***** DATA RECORDS *****
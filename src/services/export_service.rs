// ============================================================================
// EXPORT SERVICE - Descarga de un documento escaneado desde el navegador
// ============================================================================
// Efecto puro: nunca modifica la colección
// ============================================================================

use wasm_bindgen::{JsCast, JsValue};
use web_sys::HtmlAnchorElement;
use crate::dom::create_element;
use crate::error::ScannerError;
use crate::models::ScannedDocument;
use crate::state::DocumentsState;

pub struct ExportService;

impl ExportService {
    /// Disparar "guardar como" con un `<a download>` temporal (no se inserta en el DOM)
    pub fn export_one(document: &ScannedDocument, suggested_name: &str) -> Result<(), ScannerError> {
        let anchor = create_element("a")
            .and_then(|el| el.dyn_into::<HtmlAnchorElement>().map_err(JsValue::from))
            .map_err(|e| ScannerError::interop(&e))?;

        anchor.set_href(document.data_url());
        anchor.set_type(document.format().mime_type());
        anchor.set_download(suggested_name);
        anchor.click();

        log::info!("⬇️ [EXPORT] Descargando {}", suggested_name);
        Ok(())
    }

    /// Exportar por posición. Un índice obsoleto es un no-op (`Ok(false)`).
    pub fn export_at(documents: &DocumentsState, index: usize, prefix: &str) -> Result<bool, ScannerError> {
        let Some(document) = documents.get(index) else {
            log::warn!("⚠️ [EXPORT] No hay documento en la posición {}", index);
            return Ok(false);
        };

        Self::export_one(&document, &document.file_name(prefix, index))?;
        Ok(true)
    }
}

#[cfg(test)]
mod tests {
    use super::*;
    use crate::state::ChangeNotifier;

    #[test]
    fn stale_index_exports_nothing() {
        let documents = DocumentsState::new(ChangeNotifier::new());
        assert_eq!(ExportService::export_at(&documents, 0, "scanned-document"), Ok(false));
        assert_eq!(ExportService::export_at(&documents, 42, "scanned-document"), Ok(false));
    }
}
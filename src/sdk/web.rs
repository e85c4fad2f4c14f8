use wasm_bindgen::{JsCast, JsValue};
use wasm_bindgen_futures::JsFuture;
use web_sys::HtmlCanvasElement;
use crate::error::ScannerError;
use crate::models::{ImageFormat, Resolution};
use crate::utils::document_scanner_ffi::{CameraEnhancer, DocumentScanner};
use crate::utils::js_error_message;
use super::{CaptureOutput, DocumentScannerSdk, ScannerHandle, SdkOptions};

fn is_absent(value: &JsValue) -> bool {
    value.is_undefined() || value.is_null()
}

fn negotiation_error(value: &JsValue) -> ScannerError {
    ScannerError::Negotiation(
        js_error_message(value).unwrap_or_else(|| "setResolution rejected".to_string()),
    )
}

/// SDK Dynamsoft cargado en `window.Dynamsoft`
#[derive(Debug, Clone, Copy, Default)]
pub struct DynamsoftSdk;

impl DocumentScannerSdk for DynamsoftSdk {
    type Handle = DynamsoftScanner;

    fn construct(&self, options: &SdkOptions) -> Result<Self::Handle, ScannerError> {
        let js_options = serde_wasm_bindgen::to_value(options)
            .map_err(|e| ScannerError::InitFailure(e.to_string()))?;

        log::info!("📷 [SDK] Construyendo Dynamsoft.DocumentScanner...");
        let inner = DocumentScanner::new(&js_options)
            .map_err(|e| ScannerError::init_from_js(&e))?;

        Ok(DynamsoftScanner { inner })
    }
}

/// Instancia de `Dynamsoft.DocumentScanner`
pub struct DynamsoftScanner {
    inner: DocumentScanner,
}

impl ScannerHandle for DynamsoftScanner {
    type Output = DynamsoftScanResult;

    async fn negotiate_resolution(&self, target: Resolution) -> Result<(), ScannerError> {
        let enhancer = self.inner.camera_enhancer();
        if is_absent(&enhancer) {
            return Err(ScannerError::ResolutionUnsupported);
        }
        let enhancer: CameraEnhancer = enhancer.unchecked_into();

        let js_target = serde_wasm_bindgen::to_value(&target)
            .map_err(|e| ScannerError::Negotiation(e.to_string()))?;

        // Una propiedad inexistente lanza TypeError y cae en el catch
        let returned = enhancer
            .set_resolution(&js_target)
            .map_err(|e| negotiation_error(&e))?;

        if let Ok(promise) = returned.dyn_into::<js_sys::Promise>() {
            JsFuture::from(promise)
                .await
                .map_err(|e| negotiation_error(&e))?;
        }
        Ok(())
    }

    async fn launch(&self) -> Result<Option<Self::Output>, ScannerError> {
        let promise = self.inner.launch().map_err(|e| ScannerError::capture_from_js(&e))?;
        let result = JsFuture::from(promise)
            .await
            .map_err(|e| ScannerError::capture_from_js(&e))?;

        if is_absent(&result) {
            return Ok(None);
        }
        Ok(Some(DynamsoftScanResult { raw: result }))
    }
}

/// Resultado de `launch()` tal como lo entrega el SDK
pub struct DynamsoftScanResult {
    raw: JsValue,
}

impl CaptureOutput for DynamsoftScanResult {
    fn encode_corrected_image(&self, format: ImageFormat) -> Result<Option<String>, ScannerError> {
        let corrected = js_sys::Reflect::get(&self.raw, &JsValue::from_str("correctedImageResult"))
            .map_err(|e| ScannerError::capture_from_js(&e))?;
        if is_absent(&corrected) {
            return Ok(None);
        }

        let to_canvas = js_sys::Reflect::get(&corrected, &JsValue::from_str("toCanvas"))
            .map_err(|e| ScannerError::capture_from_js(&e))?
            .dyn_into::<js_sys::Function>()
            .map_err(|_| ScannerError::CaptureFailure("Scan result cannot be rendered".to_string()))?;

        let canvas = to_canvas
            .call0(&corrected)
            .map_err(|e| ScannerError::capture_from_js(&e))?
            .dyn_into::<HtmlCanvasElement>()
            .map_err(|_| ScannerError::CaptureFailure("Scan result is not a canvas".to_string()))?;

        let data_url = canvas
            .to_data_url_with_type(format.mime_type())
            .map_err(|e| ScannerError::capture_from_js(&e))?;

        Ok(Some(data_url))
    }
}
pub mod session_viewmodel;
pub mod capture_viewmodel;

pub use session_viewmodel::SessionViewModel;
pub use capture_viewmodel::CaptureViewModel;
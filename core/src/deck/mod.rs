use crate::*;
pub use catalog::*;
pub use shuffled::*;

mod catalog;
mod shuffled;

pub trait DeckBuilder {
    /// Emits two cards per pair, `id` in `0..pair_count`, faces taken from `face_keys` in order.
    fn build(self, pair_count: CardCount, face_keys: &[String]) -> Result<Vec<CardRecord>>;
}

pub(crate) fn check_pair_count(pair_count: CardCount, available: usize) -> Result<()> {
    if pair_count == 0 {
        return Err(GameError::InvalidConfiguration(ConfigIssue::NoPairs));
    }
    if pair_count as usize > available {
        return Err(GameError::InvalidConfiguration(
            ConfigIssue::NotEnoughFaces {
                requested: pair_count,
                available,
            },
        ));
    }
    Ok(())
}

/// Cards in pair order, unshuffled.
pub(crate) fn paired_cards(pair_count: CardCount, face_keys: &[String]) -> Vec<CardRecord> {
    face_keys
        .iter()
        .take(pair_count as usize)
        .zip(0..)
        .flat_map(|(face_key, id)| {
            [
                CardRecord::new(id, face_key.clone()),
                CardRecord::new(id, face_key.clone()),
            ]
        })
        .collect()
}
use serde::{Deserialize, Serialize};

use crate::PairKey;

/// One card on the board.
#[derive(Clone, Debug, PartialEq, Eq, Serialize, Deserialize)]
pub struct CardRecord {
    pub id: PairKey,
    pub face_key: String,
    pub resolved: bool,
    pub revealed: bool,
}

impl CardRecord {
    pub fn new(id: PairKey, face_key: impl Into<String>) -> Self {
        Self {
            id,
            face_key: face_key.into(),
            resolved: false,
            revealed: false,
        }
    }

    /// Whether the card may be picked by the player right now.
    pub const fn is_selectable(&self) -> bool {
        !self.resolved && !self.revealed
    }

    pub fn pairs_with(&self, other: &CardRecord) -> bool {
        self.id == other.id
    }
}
*****
▶ _WORK INSTRUCTION_
Please retype all of the records above exactly as they are.

▶ _ANSWER SPACE_
filename src/services/export_service.rs
// ============================================================================
// EXPORT SERVICE - Descarga de un documento escaneado desde el navegador
// ============================================================================
// Efecto puro: nunca modifica la colección
// ============================================================================

use wasm_bindgen::{JsCast, JsValue};
use web_sys::HtmlAnchorElement;
use crate::dom::create_element;
use crate::error::ScannerError;
use crate::models::ScannedDocument;
use crate::state::DocumentsState;

pub struct ExportService;

impl ExportService {
    /// Disparar "guardar como" con un `<a download>` temporal (no se inserta en el DOM)
    pub fn export_one(document: &ScannedDocument, suggested_name: &str) -> Result<(), ScannerError> {
        let anchor = create_element("a")
            .and_then(|el| el.dyn_into::<HtmlAnchorElement>().map_err(JsValue::from))
            .map_err(|e| ScannerError::interop(&e))?;

        anchor.set_href(document.data_url());
        anchor.set_type(document.format().mime_type());
        anchor.set_download(suggested_name);
        anchor.click();

        log::info!("⬇️ [EXPORT] Descargando {}", suggested_name);
        Ok(())
    }

    /// Exportar por posición. Un índice obsoleto es un no-op (`Ok(false)`).
    pub fn export_at(documents: &DocumentsState, index: usize, prefix: &str) -> Result<bool, ScannerError> {
        let Some(document) = documents.get(index) else {
            log::warn!("⚠️ [EXPORT] No hay documento en la posición {}", index);
            return Ok(false);
        };

        Self::export_one(&document, &document.file_name(prefix, index))?;
        Ok(true)
    }
}

#[cfg(test)]
mod tests {
    use super::*;
    use crate::state::ChangeNotifier;

    #[test]
    fn stale_index_exports_nothing() {
        let documents = DocumentsState::new(ChangeNotifier::new());
        assert_eq!(ExportService::export_at(&documents, 0, "scanned-document"), Ok(false));
        assert_eq!(ExportService::export_at(&documents, 42, "scanned-document"), Ok(false));
    }
}
filename src/sdk/web.rs
repository e85c4fad2f4c14f8
use wasm_bindgen::{JsCast, JsValue};
use wasm_bindgen_futures::JsFuture;
use web_sys::HtmlCanvasElement;
use crate::error::ScannerError;
use crate::models::{ImageFormat, Resolution};
use crate::utils::document_scanner_ffi::{CameraEnhancer, DocumentScanner};
use crate::utils::js_error_message;
use super::{CaptureOutput, DocumentScannerSdk, ScannerHandle, SdkOptions};

fn is_absent(value: &JsValue) -> bool {
    value.is_undefined() || value.is_null()
}

fn negotiation_error(value: &JsValue) -> ScannerError {
    ScannerError::Negotiation(
        js_error_message(value).unwrap_or_else(|| "setResolution rejected".to_string()),
    )
}

/// SDK Dynamsoft cargado en `window.Dynamsoft`
#[derive(Debug, Clone, Copy, Default)]
pub struct DynamsoftSdk;

impl DocumentScannerSdk for DynamsoftSdk {
    type Handle = DynamsoftScanner;

    fn construct(&self, options: &SdkOptions) -> Result<Self::Handle, ScannerError> {
        let js_options = serde_wasm_bindgen::to_value(options)
            .map_err(|e| ScannerError::InitFailure(e.to_string()))?;

        log::info!("📷 [SDK] Construyendo Dynamsoft.DocumentScanner...");
        let inner = DocumentScanner::new(&js_options)
            .map_err(|e| ScannerError::init_from_js(&e))?;

        Ok(DynamsoftScanner { inner })
    }
}

/// Instancia de `Dynamsoft.DocumentScanner`
pub struct DynamsoftScanner {
    inner: DocumentScanner,
}

impl ScannerHandle for DynamsoftScanner {
    type Output = DynamsoftScanResult;

    async fn negotiate_resolution(&self, target: Resolution) -> Result<(), ScannerError> {
        let enhancer = self.inner.camera_enhancer();
        if is_absent(&enhancer) {
            return Err(ScannerError::ResolutionUnsupported);
        }
        let enhancer: CameraEnhancer = enhancer.unchecked_into();

        let js_target = serde_wasm_bindgen::to_value(&target)
            .map_err(|e| ScannerError::Negotiation(e.to_string()))?;

        // Una propiedad inexistente lanza TypeError y cae en el catch
        let returned = enhancer
            .set_resolution(&js_target)
            .map_err(|e| negotiation_error(&e))?;

        if let Ok(promise) = returned.dyn_into::<js_sys::Promise>() {
            JsFuture::from(promise)
                .await
                .map_err(|e| negotiation_error(&e))?;
        }
        Ok(())
    }

    async fn launch(&self) -> Result<Option<Self::Output>, ScannerError> {
        let promise = self.inner.launch().map_err(|e| ScannerError::capture_from_js(&e))?;
        let result = JsFuture::from(promise)
            .await
            .map_err(|e| ScannerError::capture_from_js(&e))?;

        if is_absent(&result) {
            return Ok(None);
        }
        Ok(Some(DynamsoftScanResult { raw: result }))
    }
}

/// Resultado de `launch()` tal como lo entrega el SDK
pub struct DynamsoftScanResult {
    raw: JsValue,
}

impl CaptureOutput for DynamsoftScanResult {
    fn encode_corrected_image(&self, format: ImageFormat) -> Result<Option<String>, ScannerError> {
        let corrected = js_sys::Reflect::get(&self.raw, &JsValue::from_str("correctedImageResult"))
            .map_err(|e| ScannerError::capture_from_js(&e))?;
        if is_absent(&corrected) {
            return Ok(None);
        }

        let to_canvas = js_sys::Reflect::get(&corrected, &JsValue::from_str("toCanvas"))
            .map_err(|e| ScannerError::capture_from_js(&e))?
            .dyn_into::<js_sys::Function>()
            .map_err(|_| ScannerError::CaptureFailure("Scan result cannot be rendered".to_string()))?;

        let canvas = to_canvas
            .call0(&corrected)
            .map_err(|e| ScannerError::capture_from_js(&e))?
            .dyn_into::<HtmlCanvasElement>()
            .map_err(|_| ScannerError::CaptureFailure("Scan result is not a canvas".to_string()))?;

        let data_url = canvas
            .to_data_url_with_type(format.mime_type())
            .map_err(|e| ScannerError::capture_from_js(&e))?;

        Ok(Some(data_url))
    }
}
pub mod session_viewmodel;
pub mod capture_viewmodel;

pub use session_viewmodel::SessionViewModel;
pub use capture_viewmodel::CaptureViewModel;
filename core/src/deck/mod.rs
use crate::*;
pub use catalog::*;
pub use shuffled::*;

mod catalog;
mod shuffled;

pub trait DeckBuilder {
    /// Emits two cards per pair, `id` in `0..pair_count`, faces taken from `face_keys` in order.
    fn build(self, pair_count: CardCount, face_keys: &[String]) -> Result<Vec<CardRecord>>;
}

pub(crate) fn check_pair_count(pair_count: CardCount, available: usize) -> Result<()> {
    if pair_count == 0 {
        return Err(GameError::InvalidConfiguration(ConfigIssue::NoPairs));
    }
    if pair_count as usize > available {
        return Err(GameError::InvalidConfiguration(
            ConfigIssue::NotEnoughFaces {
                requested: pair_count,
                available,
            },
        ));
    }
    Ok(())
}

/// Cards in pair order, unshuffled.
pub(crate) fn paired_cards(pair_count: CardCount, face_keys: &[String]) -> Vec<CardRecord> {
    face_keys
        .iter()
        .take(pair_count as usize)
        .zip(0..)
        .flat_map(|(face_key, id)| {
            [
                CardRecord::new(id, face_key.clone()),
                CardRecord::new(id, face_key.clone()),
            ]
        })
        .collect()
}
use serde::{Deserialize, Serialize};

use crate::PairKey;

/// One card on the board.
#[derive(Clone, Debug, PartialEq, Eq, Serialize, Deserialize)]
pub struct CardRecord {
    pub id: PairKey,
    pub face_key: String,
    pub resolved: bool,
    pub revealed: bool,
}

impl CardRecord {
    pub fn new(id: PairKey, face_key: impl Into<String>) -> Self {
        Self {
            id,
            face_key: face_key.into(),
            resolved: false,
            revealed: false,
        }
    }

    /// Whether the card may be picked by the player right now.
    pub const fn is_selectable(&self) -> bool {
        !self.resolved && !self.revealed
    }

    pub fn pairs_with(&self, other: &CardRecord) -> bool {
        self.id == other.id
    }
}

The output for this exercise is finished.